Gestützt auf Art. 8 ZGB obliegt es der Beklagten darzulegen, dass ein wichtiger Grund vorgelegen hat, welcher zu einer ausserordentlichen Vertragskündigung berechtigte. Ebenso obliegt ihr die Beweislast, dass die Kündigung zu einer Reduktion der klägerischen Forderung um insgesamt CHF 588’000.– (42 Raten à CHF 14’000.–) geführt hat.
[…]
2.2.5. Würdigung zur „ausserordentlichen Kündigung“
Dass eine, wie im ursprünglichen Softwarewartungsvertrag Nr. 20060413.2 § 2 Ziff. (3) vorgesehene und von der Rechtsprechung für weniger gravierende Vertragsverletzungen vorausgesetzte Verwarnung oder Abmahnung stattgefunden hätte, wird von der Beklagten nicht behauptet. Folglich müsste eine besonders schwere Vertragsverletzung vorliegen. Welche vertragliche Pflicht der Kläger verletzt haben soll, bleibt hingegen unklar. Der Kläger bringt zu Recht vor, dass die Beklagte keine – zumindest substantiierte – Vertragsverletzung darlegt. Der pauschale Verweis auf die angeblich vom Kläger verschuldete Zerrüttung der Geschäftsbeziehung zur C._____ Bank kann hierfür jedenfalls nicht genügen. Immerhin ist noch zu prüfen, ob eventuell ein anderer wichtiger Grund vorliegt, welcher einer schweren Vertragsverletzung entspricht.
Den Akten lässt sich zwar entnehmen, dass es zwischen dem Kläger und der C._____ Bank zu einer Auseinandersetzung gekommen ist, wobei nicht belegt ist, dass der Kläger hierfür letztlich die (alleinige) Verantwortung trägt.

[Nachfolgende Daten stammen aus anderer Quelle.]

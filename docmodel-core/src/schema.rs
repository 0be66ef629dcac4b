//! Model schemas: a collection name plus an ordered list of fields, each
//! flagged unique or not.
//!
//! A schema is validated exactly once, when it is built, and is immutable
//! afterwards. Typed declarations go through [`Schema::builder`]; declarations
//! that arrive as data (`[["foo", false], ["bar", true]]`) go through
//! [`Schema::from_declaration`] or [`Schema::from_json`], which additionally
//! check the shape and types of every entry.
//!
//! ```ignore
//! let schema = Schema::builder("example")
//!     .field("foo")
//!     .unique_field("bar")
//!     .build()?;
//! ```

use bson::{Bson, Document};
use serde_json::Value;
use std::collections::HashSet;

use crate::{document::ID_FIELD, error::SchemaError};

/// One declared field.
#[derive(Debug, Clone, PartialEq, Eq)]
pub struct FieldSpec {
    name: String,
    unique: bool,
}

impl FieldSpec {
    pub fn new(name: impl Into<String>, unique: bool) -> Self {
        Self { name: name.into(), unique }
    }

    pub fn name(&self) -> &str {
        &self.name
    }

    pub fn is_unique(&self) -> bool {
        self.unique
    }
}

#[derive(Debug, Clone, PartialEq, Eq)]
pub struct Schema {
    collection: String,
    fields: Vec<FieldSpec>,
}

/// A declaration entry seen before its types are checked.
enum Entry<'a> {
    Malformed,
    Pair(Option<&'a str>, Option<bool>),
}

impl Schema {
    pub fn builder(collection: impl Into<String>) -> SchemaBuilder {
        SchemaBuilder::new(collection)
    }

    /// Validates a typed field list.
    ///
    /// # Errors
    ///
    /// Checked in order: an empty collection name, an empty field list, a duplicate
    /// field name, a name that cannot be used as a document key.
    pub fn validate(
        collection: impl Into<String>,
        fields: Vec<FieldSpec>,
    ) -> Result<Self, SchemaError> {
        let collection = collection.into();

        if collection.trim().is_empty() {
            return Err(SchemaError::MissingCollection);
        }
        if fields.is_empty() {
            return Err(SchemaError::MissingFields);
        }

        let mut seen = HashSet::with_capacity(fields.len());
        for field in &fields {
            if !seen.insert(field.name.as_str()) {
                return Err(SchemaError::DuplicateField(field.name.clone()));
            }
        }

        if let Some(field) = fields.iter().find(|f| !is_valid_field_name(&f.name)) {
            return Err(SchemaError::InvalidFieldName(field.name.clone()));
        }

        Ok(Self { collection, fields })
    }

    /// Validates a declaration given as BSON `[name, unique]` pairs.
    ///
    /// # Errors
    ///
    /// In addition to the checks of [`Schema::validate`], every entry must be a
    /// two-element array ([`SchemaError::MalformedField`]) holding a string and a
    /// boolean ([`SchemaError::InvalidFieldTypes`]).
    pub fn from_declaration(
        collection: impl Into<String>,
        entries: &[Bson],
    ) -> Result<Self, SchemaError> {
        let entries = entries
            .iter()
            .map(|entry| match entry {
                Bson::Array(pair) if pair.len() == 2 => {
                    Entry::Pair(pair[0].as_str(), pair[1].as_bool())
                }
                _ => Entry::Malformed,
            })
            .collect();

        Self::from_entries(collection.into(), entries)
    }

    /// Validates a declaration given as a JSON array of `[name, unique]` pairs.
    pub fn from_json(
        collection: impl Into<String>,
        declaration: &Value,
    ) -> Result<Self, SchemaError> {
        let entries = match declaration {
            Value::Null => Vec::new(),
            Value::Array(entries) => entries
                .iter()
                .map(|entry| match entry {
                    Value::Array(pair) if pair.len() == 2 => {
                        Entry::Pair(pair[0].as_str(), pair[1].as_bool())
                    }
                    _ => Entry::Malformed,
                })
                .collect(),
            _ => vec![Entry::Malformed],
        };

        Self::from_entries(collection.into(), entries)
    }

    fn from_entries(collection: String, entries: Vec<Entry<'_>>) -> Result<Self, SchemaError> {
        if collection.trim().is_empty() {
            return Err(SchemaError::MissingCollection);
        }
        if entries.is_empty() {
            return Err(SchemaError::MissingFields);
        }

        if let Some(position) = entries
            .iter()
            .position(|entry| matches!(entry, Entry::Malformed))
        {
            return Err(SchemaError::MalformedField(position));
        }

        let fields = entries
            .into_iter()
            .enumerate()
            .map(|(position, entry)| match entry {
                Entry::Pair(Some(name), Some(unique)) => Ok(FieldSpec::new(name, unique)),
                _ => Err(SchemaError::InvalidFieldTypes(position)),
            })
            .collect::<Result<Vec<_>, _>>()?;

        Self::validate(collection, fields)
    }

    pub fn collection(&self) -> &str {
        &self.collection
    }

    pub fn fields(&self) -> &[FieldSpec] {
        &self.fields
    }

    pub fn field(&self, name: &str) -> Option<&FieldSpec> {
        self.fields.iter().find(|f| f.name == name)
    }

    /// Unique fields, in declaration order.
    pub fn unique_fields(&self) -> impl Iterator<Item = &FieldSpec> {
        self.fields.iter().filter(|f| f.unique)
    }

    /// Checks that every key of `values` is a declared field or `_id`.
    pub fn check_keys(&self, values: &Document) -> Result<(), SchemaError> {
        match values
            .keys()
            .find(|key| key.as_str() != ID_FIELD && self.field(key).is_none())
        {
            Some(key) => Err(SchemaError::UnknownField(key.clone(), self.collection.clone())),
            None => Ok(()),
        }
    }

    /// Checks that every key of `values` is a declared field. `_id` is rejected.
    pub fn check_fields(&self, values: &Document) -> Result<(), SchemaError> {
        match values.keys().find(|key| self.field(key).is_none()) {
            Some(key) => Err(SchemaError::UnknownField(key.clone(), self.collection.clone())),
            None => Ok(()),
        }
    }

    /// Returns every declared field, in order, with its value from `values` or null.
    ///
    /// `_id` and undeclared keys are dropped.
    pub fn normalize(&self, values: &Document) -> Document {
        self.fields
            .iter()
            .map(|f| (f.name.clone(), values.get(&f.name).cloned().unwrap_or(Bson::Null)))
            .collect()
    }
}

fn is_valid_field_name(name: &str) -> bool {
    !name.is_empty()
        && name != ID_FIELD
        && !name.starts_with('$')
        && !name.contains('.')
        && !name.contains('\0')
}

pub struct SchemaBuilder {
    collection: String,
    fields: Vec<FieldSpec>,
}

impl SchemaBuilder {
    pub fn new(collection: impl Into<String>) -> Self {
        Self { collection: collection.into(), fields: Vec::new() }
    }

    /// Declares a field without uniqueness.
    pub fn field(mut self, name: impl Into<String>) -> Self {
        self.fields.push(FieldSpec::new(name, false));
        self
    }

    /// Declares a field whose values must not repeat across documents.
    pub fn unique_field(mut self, name: impl Into<String>) -> Self {
        self.fields.push(FieldSpec::new(name, true));
        self
    }

    pub fn build(self) -> Result<Schema, SchemaError> {
        Schema::validate(self.collection, self.fields)
    }
}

Zumindest ist nicht ersichtlich, dass die vom Kläger gegenüber der C._____ Bank erhobenen Ansprüche offensichtlich unberechtigt oder sogar unhaltbar wären, zumal die entsprechenden strafrechtlichen Untersuchungen gegen den Kläger nichts dergleichen zu Tage förderten. Ausserdem lässt sich dem Kündigungsschreiben der C._____ Bank vom 9. Mai 2011 nicht entnehmen, dass der Kläger für ihre Entscheidung verantwortlich gemacht würde. Ferner stellte offenbar selbst die Beklagte – zumindest bis März 2011 – den Anspruch des Klägers gegenüber der C._____ Bank nicht in Abrede. Und selbst wenn der Kläger eine „Zerrüttung“ oder „Eskalation“ zwischen ihm und der C._____ Bank verschuldet hätte, fehlt ein eindeutiger Zusammenhang zur Vertragsauflösung sowohl im Verhältnis C._____ Bank/Beklagte als auch im Verhältnis Kläger/Beklagte.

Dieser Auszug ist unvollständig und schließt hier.